Required action: Please output exactly the lines of the material from the first through the line containing "TOML file with", and nothing more.

___ Listed records ___

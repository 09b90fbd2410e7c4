use std::{
    fs,
    path::{Path, PathBuf},
    process::ExitCode,
    time::{SystemTime, UNIX_EPOCH},
};

use clap::{Parser, Subcommand, ValueEnum};
use escrow_core::{JobContract, JobState, Milestone, Party, PublicKey};
use serde::{de::DeserializeOwned, Deserialize, Serialize};
use tracing::{error, info};
use tracing_subscriber::EnvFilter;

mod config;
mod errors;
mod flows;
mod ledger;
mod signing;

use config::{Config, CONFIG_ENV};
use errors::{CliError, Result};
use flows::{AgreementTerms, FlowAction, JobFlows};
use ledger::{JobLedger, JournalEntry};
use signing::{generate_signing_key, parse_signing_key, public_key, SignedTransition};

#[derive(Parser)]
#[command(name = "escrow", version, about = "Milestone escrow: propose, sign, verify and replay job transitions")]
struct Cli {
    /// TOML file with a `[policy]` table.
    #[arg(long, global = true, env = CONFIG_ENV)]
    config: Option<PathBuf>,

    #[command(subcommand)]
    command: Commands,
}

#[derive(Subcommand)]
enum Commands {
    /// Generate an ed25519 keypair as sk.hex / pk.hex.
    Keygen {
        #[arg(long)]
        out_dir: PathBuf,
    },
    /// Propose a new job, signed by the developer.
    Agree {
        #[arg(long)]
        developer_sk: String,
        #[arg(long)]
        developer_name: String,
        #[arg(long)]
        contractor_pk: String,
        #[arg(long)]
        contractor_name: String,
        /// JSON array of `{description, amount: {quantity, currency}}`.
        #[arg(long)]
        milestones: PathBuf,
        #[arg(long)]
        out: PathBuf,
    },
    /// Propose a milestone transition, signed by the initiator.
    Propose {
        #[arg(value_enum)]
        action: ActionKind,
        /// A job state, or a transition file producing one.
        #[arg(long)]
        job: PathBuf,
        #[arg(long)]
        index: usize,
        #[arg(long)]
        sk_hex: String,
        #[arg(long)]
        out: PathBuf,
    },
    /// Add a signature to a transition file in place.
    Sign {
        tx: PathBuf,
        #[arg(long)]
        sk_hex: String,
    },
    /// Check signatures and run the validator on a transition file.
    Verify { tx: PathBuf },
    /// Replay a JSON-lines journal into a fresh ledger and print its snapshot.
    Replay { journal: PathBuf },
}

#[derive(Clone, Copy, ValueEnum)]
enum ActionKind {
    Start,
    Finish,
    Accept,
    Reject,
    Pay,
}

impl ActionKind {
    fn at(self, index: usize) -> FlowAction {
        match self {
            ActionKind::Start => FlowAction::Start { index },
            ActionKind::Finish => FlowAction::Finish { index },
            ActionKind::Accept => FlowAction::Accept { index },
            ActionKind::Reject => FlowAction::Reject { index },
            ActionKind::Pay => FlowAction::Pay { index },
        }
    }
}

#[derive(Deserialize)]
#[serde(untagged)]
enum JobSource {
    State(JobState),
    Signed(SignedTransition),
}

//==================== file helpers ====================//

fn read_json<T: DeserializeOwned>(path: &Path) -> Result<T> {
    let raw = fs::read(path).map_err(|source| CliError::Read {
        path: path.to_path_buf(),
        source,
    })?;
    serde_json::from_slice(&raw).map_err(|source| CliError::Json {
        path: path.to_path_buf(),
        source,
    })
}

fn write_json<T: Serialize>(path: &Path, value: &T) -> Result<()> {
    let encoded = serde_json::to_vec_pretty(value).map_err(|source| CliError::Json {
        path: path.to_path_buf(),
        source,
    })?;
    write_file(path, &encoded)
}

fn write_file(path: &Path, bytes: &[u8]) -> Result<()> {
    let write_err = |source| CliError::Write {
        path: path.to_path_buf(),
        source,
    };
    if let Some(parent) = path.parent() {
        if !parent.as_os_str().is_empty() {
            fs::create_dir_all(parent).map_err(write_err)?;
        }
    }
    fs::write(path, bytes).map_err(write_err)
}

fn read_job(path: &Path) -> Result<JobState> {
    match read_json::<JobSource>(path)? {
        JobSource::State(job) => Ok(job),
        JobSource::Signed(mut signed) if signed.tx.outputs.len() == 1 => {
            Ok(signed.tx.outputs.remove(0))
        }
        JobSource::Signed(_) => Err(CliError::NotAJob {
            path: path.to_path_buf(),
        }),
    }
}

fn unix_now() -> u64 {
    SystemTime::now()
        .duration_since(UNIX_EPOCH)
        .map(|d| d.as_secs())
        .unwrap_or(0)
}

//==================== commands ====================//

fn keygen_cmd(out_dir: &Path) -> Result<()> {
    let sk = generate_signing_key();
    let pk = public_key(&sk);
    write_file(&out_dir.join("sk.hex"), hex::encode(sk.to_bytes()).as_bytes())?;
    write_file(&out_dir.join("pk.hex"), pk.to_hex().as_bytes())?;
    info!(%pk, "keypair written");
    println!("keypair written → {}", out_dir.display());
    Ok(())
}

struct AgreeArgs<'a> {
    developer_sk: &'a str,
    developer_name: &'a str,
    contractor_pk: &'a str,
    contractor_name: &'a str,
    milestones: &'a Path,
    out: &'a Path,
}

fn agree_cmd(contract: &JobContract, args: AgreeArgs<'_>) -> Result<()> {
    let sk = parse_signing_key(args.developer_sk)?;
    let developer = public_key(&sk);
    let contractor: PublicKey = args.contractor_pk.trim().parse()?;
    let milestones: Vec<Milestone> = read_json(args.milestones)?;

    let terms = AgreementTerms {
        developer: Party::new(args.developer_name, developer),
        contractor: Party::new(args.contractor_name, contractor),
        milestones,
    };
    let tx = JobFlows::new(contract).agree(&developer, terms)?;
    let linear_id = tx.outputs[0].linear_id;
    let mut signed = SignedTransition::new(tx);
    signed.sign(&sk)?;
    write_json(args.out, &signed)?;
    println!("job {linear_id} proposed → {}", args.out.display());
    Ok(())
}

fn propose_cmd(
    contract: &JobContract,
    action: FlowAction,
    job: &Path,
    sk_hex: &str,
    out: &Path,
) -> Result<()> {
    let sk = parse_signing_key(sk_hex)?;
    let current = read_job(job)?;
    let tx = JobFlows::new(contract).propose(&public_key(&sk), &current, action)?;
    let command = tx.command.value;
    let mut signed = SignedTransition::new(tx);
    signed.sign(&sk)?;
    write_json(out, &signed)?;
    println!("{command} proposed → {}", out.display());
    Ok(())
}

fn sign_cmd(tx: &Path, sk_hex: &str) -> Result<()> {
    let sk = parse_signing_key(sk_hex)?;
    let mut signed: SignedTransition = read_json(tx)?;
    let key = signed.sign(&sk)?;
    write_json(tx, &signed)?;
    info!(%key, path = %tx.display(), "transition signed");
    println!("signed by {key}");
    Ok(())
}

fn verify_cmd(contract: &JobContract, tx: &Path) -> Result<()> {
    let signed: SignedTransition = read_json(tx)?;
    signed.verify_signatures()?;
    contract.verify(&signed.tx)?;
    println!("OK");
    Ok(())
}

fn replay_cmd(contract: JobContract, journal: &Path) -> Result<()> {
    let raw = fs::read_to_string(journal).map_err(|source| CliError::Read {
        path: journal.to_path_buf(),
        source,
    })?;
    let mut ledger = JobLedger::new(contract);
    let timestamp = unix_now();
    for (n, line) in raw.lines().enumerate() {
        if line.trim().is_empty() {
            continue;
        }
        let line_no = n + 1;
        let entry: JournalEntry = serde_json::from_str(line)
            .map_err(|source| CliError::JournalEntry { line: line_no, source })?;
        ledger
            .apply_entry(&entry, timestamp)
            .map_err(|source| CliError::Journal { line: line_no, source })?;
    }

    let snapshot = ledger.snapshot();
    let encoded = serde_json::to_string_pretty(&snapshot).map_err(|source| CliError::Json {
        path: journal.to_path_buf(),
        source,
    })?;
    println!("{encoded}");
    Ok(())
}

fn run(cli: Cli) -> Result<()> {
    let config = Config::load(cli.config.as_deref())?;
    let contract = JobContract::new(config.policy);

    match cli.command {
        Commands::Keygen { out_dir } => keygen_cmd(&out_dir),
        Commands::Agree {
            developer_sk,
            developer_name,
            contractor_pk,
            contractor_name,
            milestones,
            out,
        } => agree_cmd(
            &contract,
            AgreeArgs {
                developer_sk: &developer_sk,
                developer_name: &developer_name,
                contractor_pk: &contractor_pk,
                contractor_name: &contractor_name,
                milestones: &milestones,
                out: &out,
            },
        ),
        Commands::Propose {
            action,
            job,
            index,
            sk_hex,
            out,
        } => propose_cmd(&contract, action.at(index), &job, &sk_hex, &out),
        Commands::Sign { tx, sk_hex } => sign_cmd(&tx, &sk_hex),
        Commands::Verify { tx } => verify_cmd(&contract, &tx),
        Commands::Replay { journal } => replay_cmd(contract, &journal),
    }
}

fn main() -> ExitCode {
    tracing_subscriber::fmt()
        .with_env_filter(
            EnvFilter::try_from_default_env().unwrap_or_else(|_| EnvFilter::new("info")),
        )
        .with_writer(std::io::stderr)
        .init();

    match run(Cli::parse()) {
        Ok(()) => ExitCode::SUCCESS,
        Err(err) => {
            error!(error = %err, "command failed");
            eprintln!("error: {err}");
            ExitCode::from(err.exit_code())
        }
    }
}

#[cfg(test)]
mod tests {
    use super::*;

    use clap::CommandFactory;
    use escrow_core::{Amount, Currency, MilestoneStatus};

    fn scratch_dir(name: &str) -> PathBuf {
        let dir = std::env::temp_dir().join(format!(
            "escrow-cli-{name}-{}",
            escrow_core::LinearId::random()
        ));
        fs::create_dir_all(&dir).unwrap();
        dir
    }

    #[test]
    fn cli_definition_is_consistent() {
        Cli::command().debug_assert();
    }

    #[test]
    fn propose_parses_action_and_index() {
        let cli = Cli::try_parse_from([
            "escrow", "propose", "finish", "--job", "job.json", "--index", "2", "--sk-hex", "00",
            "--out", "tx.json",
        ])
        .unwrap();
        match cli.command {
            Commands::Propose { action, index, .. } => {
                assert_eq!(action.at(index), FlowAction::Finish { index: 2 });
            }
            _ => panic!("expected propose"),
        }
    }

    #[test]
    fn agree_sign_and_verify_through_files() {
        let dir = scratch_dir("agree");
        let developer = generate_signing_key();
        let contractor = generate_signing_key();
        let milestones = vec![Milestone::new(
            "Fit windows",
            Amount::new(10_000, Currency::new("USD").unwrap()),
        )];
        write_json(&dir.join("milestones.json"), &milestones).unwrap();

        let contract = JobContract::default();
        let tx_path = dir.join("agree.json");
        agree_cmd(
            &contract,
            AgreeArgs {
                developer_sk: &hex::encode(developer.to_bytes()),
                developer_name: "John Doe",
                contractor_pk: &public_key(&contractor).to_hex(),
                contractor_name: "Richard Roe",
                milestones: &dir.join("milestones.json"),
                out: &tx_path,
            },
        )
        .unwrap();

        let err = verify_cmd(&contract, &tx_path).unwrap_err();
        assert_eq!(err.exit_code(), 2);

        sign_cmd(&tx_path, &hex::encode(contractor.to_bytes())).unwrap();
        verify_cmd(&contract, &tx_path).unwrap();

        let start_path = dir.join("start.json");
        propose_cmd(
            &contract,
            FlowAction::Start { index: 0 },
            &tx_path,
            &hex::encode(contractor.to_bytes()),
            &start_path,
        )
        .unwrap();
        let started = read_job(&start_path).unwrap();
        assert_eq!(started.milestones[0].status, MilestoneStatus::Started);

        fs::remove_dir_all(dir).ok();
    }

    #[test]
    fn replay_rejects_a_bad_journal_line() {
        let dir = scratch_dir("replay");
        let journal = dir.join("journal.jsonl");
        fs::write(&journal, "\n{\"type\":\"unknown\"}\n").unwrap();
        let err = replay_cmd(JobContract::default(), &journal).unwrap_err();
        assert!(matches!(err, CliError::JournalEntry { line: 2, .. }));
        fs::remove_dir_all(dir).ok();
    }
}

___

Output for this exercise:
repository 09b90fbd2410e7c4
use std::{
    fs,
    path::{Path, PathBuf},
    process::ExitCode,
    time::{SystemTime, UNIX_EPOCH},
};

use clap::{Parser, Subcommand, ValueEnum};
use escrow_core::{JobContract, JobState, Milestone, Party, PublicKey};
use serde::{de::DeserializeOwned, Deserialize, Serialize};
use tracing::{error, info};
use tracing_subscriber::EnvFilter;

mod config;
mod errors;
mod flows;
mod ledger;
mod signing;

use config::{Config, CONFIG_ENV};
use errors::{CliError, Result};
use flows::{AgreementTerms, FlowAction, JobFlows};
use ledger::{JobLedger, JournalEntry};
use signing::{generate_signing_key, parse_signing_key, public_key, SignedTransition};

#[derive(Parser)]
#[command(name = "escrow", version, about = "Milestone escrow: propose, sign, verify and replay job transitions")]
struct Cli {
    /// TOML file with a `[policy]` table.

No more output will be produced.